Statement Bag is Out, No-logo Handbags are In

Statement Bag Coach Saddle Bag 1941

In one of the more significant fashion trend stories of last year, the logo drenched statement bag has been regulated to the back of the closet and replaced by the discrete no-logo handbag. Visit any major designer boutique such as Kate Spade, Michael Kors or Coach and you will find that logo bags are out, having been supplanted by simply designed classic bags discreetly embossed with designer names.

Interestingly, this goes against the recent logo-mania fashion trend driven by designers such as Moschino and Anya Hindmarch who have taken familiar household and retail logos and popped them onto must-have accessories. The rise of the no-logo handbag runs contrary to this current interest in logos and branding.
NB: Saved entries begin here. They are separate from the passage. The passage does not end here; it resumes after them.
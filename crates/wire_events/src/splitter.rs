#[derive(Debug, Clone, Eq, PartialEq)]
pub enum SplitLine {
    Line {
        line_number: usize,
        bytes: Vec<u8>,
    },
    LineTooLong {
        line_number: usize,
        observed_bytes: usize,
        max_line_bytes: usize,
    },
}

impl SplitLine {
    pub fn line_number(&self) -> usize {
        match self {
            SplitLine::Line { line_number, .. } | SplitLine::LineTooLong { line_number, .. } => {
                *line_number
            }
        }
    }
}

/// Splits arbitrarily fragmented input into newline-terminated records.
///
/// Works on bytes so a multi-byte UTF-8 sequence cut across two fragments is reassembled
/// before anyone decodes it. The same splitter serves a fully buffered body (one `feed`) and
/// a live connection (one `feed` per chunk).
#[derive(Debug, Clone, Default)]
pub struct LineSplitter {
    buffer: Vec<u8>,
    max_line_bytes: Option<usize>,
    line_number: usize,
    observed_bytes: usize,
    discard_mode: bool,
}

impl LineSplitter {
    pub fn new(max_line_bytes: Option<usize>) -> Self {
        Self {
            max_line_bytes,
            ..Self::default()
        }
    }

    /// Appends `fragment` and returns every line it completed, in order.
    ///
    /// Bytes after the last newline stay buffered for the next call.
    pub fn feed(&mut self, fragment: &[u8]) -> Vec<SplitLine> {
        let mut lines = Vec::new();
        let mut rest = fragment;
        while let Some(newline_idx) = rest.iter().position(|b| *b == b'\n') {
            self.absorb(&rest[..newline_idx]);
            lines.push(self.finish_line());
            rest = &rest[newline_idx + 1..];
        }
        self.absorb(rest);
        lines
    }

    /// Flushes a final record that never saw its terminating newline.
    ///
    /// Returns `None` when nothing is buffered.
    pub fn finish(&mut self) -> Option<SplitLine> {
        if self.observed_bytes == 0 {
            return None;
        }
        Some(self.finish_line())
    }

    /// Bytes currently held for the unterminated line.
    pub fn buffered_len(&self) -> usize {
        self.buffer.len()
    }

    fn absorb(&mut self, segment: &[u8]) {
        if segment.is_empty() {
            return;
        }
        self.observed_bytes = self.observed_bytes.saturating_add(segment.len());
        if self.discard_mode {
            return;
        }
        if let Some(max_line_bytes) = self.max_line_bytes {
            // A trailing `\r` is part of the terminator, not the record.
            let terminator = usize::from(segment.last() == Some(&b'\r'));
            if self.observed_bytes - terminator > max_line_bytes {
                self.discard_mode = true;
                self.buffer = Vec::new();
                return;
            }
        }
        self.buffer.extend_from_slice(segment);
    }

    fn finish_line(&mut self) -> SplitLine {
        self.line_number += 1;
        let line_number = self.line_number;
        let observed_bytes = std::mem::take(&mut self.observed_bytes);

        if std::mem::take(&mut self.discard_mode) {
            return SplitLine::LineTooLong {
                line_number,
                observed_bytes,
                max_line_bytes: self.max_line_bytes.unwrap_or(usize::MAX),
            };
        }

        let mut bytes = std::mem::take(&mut self.buffer);
        if bytes.last() == Some(&b'\r') {
            bytes.pop();
        }
        SplitLine::Line { line_number, bytes }
    }
}
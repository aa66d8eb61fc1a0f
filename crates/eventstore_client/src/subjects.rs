use serde_json::Value;
use wire_events::{MaterializeMode, RecordError, RecordMaterializer};

/// Materializes `{"subject": "/..."}` records from `read-subjects` into subject paths.
#[derive(Debug, Clone, Copy, Default)]
pub(crate) struct SubjectMaterializer;

impl RecordMaterializer for SubjectMaterializer {
    type Item = String;

    fn mode(&self) -> MaterializeMode {
        MaterializeMode::Tolerant
    }

    fn materialize(&mut self, value: Value) -> Result<String, RecordError> {
        value
            .get("subject")
            .and_then(Value::as_str)
            .map(str::to_string)
            .ok_or_else(|| RecordError::Materialize {
                expected: "subject",
                message: "record has no string `subject`".to_string(),
            })
    }
}
use tracing::{debug, warn};

use crate::config::{DecodeConfig, ErrorDetailCapture};
use crate::error::{ErrorDetail, RecordError};
use crate::materialize::{materialize_record, RecordMaterializer};
use crate::normalize::normalize_record;
use crate::splitter::{LineSplitter, SplitLine};

#[derive(Debug, Clone, Copy, Default, Eq, PartialEq)]
pub struct DecodeStats {
    /// Lines produced by the splitter, blank ones included.
    pub lines: usize,
    /// Items handed to the caller.
    pub items: usize,
    /// Keep-alive records dropped in tolerant mode.
    pub dropped: usize,
    /// Records skipped because they failed to decode or materialize.
    pub failures: usize,
}

/// Splitter, normalizer and materializer wired together for one read.
///
/// Owns its buffer; create one per request and discard it when the body ends. Failures on a
/// single record are logged, forwarded to the configured [`crate::ErrorDetailSink`] and
/// skipped.
pub struct RecordDecoder<M: RecordMaterializer> {
    splitter: LineSplitter,
    materializer: M,
    config: DecodeConfig,
    stats: DecodeStats,
}

impl<M: RecordMaterializer> RecordDecoder<M> {
    pub fn new(materializer: M, config: DecodeConfig) -> Self {
        Self {
            splitter: LineSplitter::new(config.limits.max_line_bytes),
            materializer,
            config,
            stats: DecodeStats::default(),
        }
    }

    /// Feeds one transport fragment and returns the items it completed.
    pub fn feed(&mut self, fragment: &[u8]) -> Vec<M::Item> {
        let lines = self.splitter.feed(fragment);
        lines
            .into_iter()
            .filter_map(|line| self.process(line))
            .collect()
    }

    /// Signals end of source, flushing an unterminated trailing record.
    pub fn finish(&mut self) -> Vec<M::Item> {
        let items: Vec<_> = self
            .splitter
            .finish()
            .and_then(|line| self.process(line))
            .into_iter()
            .collect();
        debug!(
            lines = self.stats.lines,
            items = self.stats.items,
            dropped = self.stats.dropped,
            failures = self.stats.failures,
            "record decoder reached end of source"
        );
        items
    }

    /// Decodes a fully buffered body in one pass.
    pub fn decode_all(mut self, body: &[u8]) -> Vec<M::Item> {
        let mut items = self.feed(body);
        items.extend(self.finish());
        items
    }

    pub fn stats(&self) -> DecodeStats {
        self.stats
    }

    fn process(&mut self, line: SplitLine) -> Option<M::Item> {
        self.stats.lines += 1;
        let (line_number, bytes) = match line {
            SplitLine::Line { line_number, bytes } => (line_number, bytes),
            SplitLine::LineTooLong {
                line_number,
                observed_bytes,
                max_line_bytes,
            } => {
                let err = RecordError::LineTooLong {
                    observed_bytes,
                    max_line_bytes,
                };
                self.report(line_number, err, None);
                return None;
            }
        };

        let Ok(text) = std::str::from_utf8(&bytes) else {
            self.report(line_number, RecordError::InvalidUtf8, None);
            return None;
        };

        let value = match normalize_record(text) {
            Ok(Some(value)) => value,
            Ok(None) => return None,
            Err(err) => {
                self.report(line_number, err, Some(text));
                return None;
            }
        };

        match materialize_record(&mut self.materializer, value) {
            Ok(Some(item)) => {
                self.stats.items += 1;
                Some(item)
            }
            Ok(None) => {
                self.stats.dropped += 1;
                None
            }
            Err(err) => {
                self.report(line_number, err, Some(text));
                None
            }
        }
    }

    fn report(&mut self, line_number: usize, err: RecordError, raw: Option<&str>) {
        self.stats.failures += 1;
        let code = err.code();
        warn!(line_number, code = ?code, error = %err, "skipping undecodable record");

        let details = match (self.config.error_detail_capture, raw) {
            (ErrorDetailCapture::FullDetails, Some(raw)) => format!("{err}: `{raw}`"),
            _ => err.to_string(),
        };
        if let Some(sink) = self.config.error_sink.as_mut() {
            sink.on_error(ErrorDetail {
                line_number,
                code,
                details,
            });
        }
    }
}

impl<M: RecordMaterializer + std::fmt::Debug> std::fmt::Debug for RecordDecoder<M> {
    fn fmt(&self, f: &mut std::fmt::Formatter<'_>) -> std::fmt::Result {
        f.debug_struct("RecordDecoder")
            .field("splitter", &self.splitter)
            .field("materializer", &self.materializer)
            .field("config", &self.config)
            .field("stats", &self.stats)
            .finish()
    }
}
Statement Bag Kate Spade Cameron and Cedar Street Maise

Kate Spade Cameron Street Lane (front) and Cedar Street Maise (rear), all with elegant branding.

According to market research group NPD, a third of all designer handbags now sold in the United States are discrete no-logo handbags. Though baby boomers are the biggest consumers of no-logo bags, comprising 40% of all purchases, even the teens and twentysomethings of Generation Z, who are into statement bags and measure their social capital by the number of ‘likes’ their instagram style photos receive, now represent 8% of all sales.
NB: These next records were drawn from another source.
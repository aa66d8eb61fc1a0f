use crate::error::ErrorDetailSink;

#[derive(Debug, Clone, Copy, Default, Eq, PartialEq)]
pub enum ErrorDetailCapture {
    #[default]
    RedactedSummaryOnly,
    FullDetails,
}

/// Limits applied while splitting a body into records.
///
/// `max_line_bytes: None` keeps the splitter unbounded; a single record may then grow the
/// buffer without limit.
#[derive(Debug, Clone, Copy, Default, Eq, PartialEq)]
pub struct DecodeLimits {
    pub max_line_bytes: Option<usize>,
}

#[derive(Default)]
pub struct DecodeConfig {
    pub limits: DecodeLimits,
    pub error_detail_capture: ErrorDetailCapture,
    pub error_sink: Option<Box<dyn ErrorDetailSink>>,
}

impl DecodeConfig {
    pub fn with_max_line_bytes(mut self, max_line_bytes: Option<usize>) -> Self {
        self.limits.max_line_bytes = max_line_bytes;
        self
    }

    pub fn with_error_sink(
        mut self,
        capture: ErrorDetailCapture,
        sink: impl ErrorDetailSink,
    ) -> Self {
        self.error_detail_capture = capture;
        self.error_sink = Some(Box::new(sink));
        self
    }
}

impl std::fmt::Debug for DecodeConfig {
    fn fmt(&self, f: &mut std::fmt::Formatter<'_>) -> std::fmt::Result {
        f.debug_struct("DecodeConfig")
            .field("limits", &self.limits)
            .field("error_detail_capture", &self.error_detail_capture)
            .field("error_sink", &self.error_sink.is_some())
            .finish()
    }
}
As with any fashion trend, there are always drivers. In the case of the no-logo handbag, certain designers were ahead of consumer tastes and in a position to capture the market early enough to make it their own.

Statement Bag Michael Kors

Michael Kors handbag with branded name on lock only.

In 2012, Rachel Mansur and Floriana Gabriel founded the New York brand Mansur Gavriel, a line of luxury leather handbags all made in Italy. They successfully established their luxury brand with a classic leather bucket bag discreetly branded with a gold embossed logo about the size of regular text. At a price point starting at US$595, sales have been growing phenomenally, proving that no-logo goods are gaining in popularity.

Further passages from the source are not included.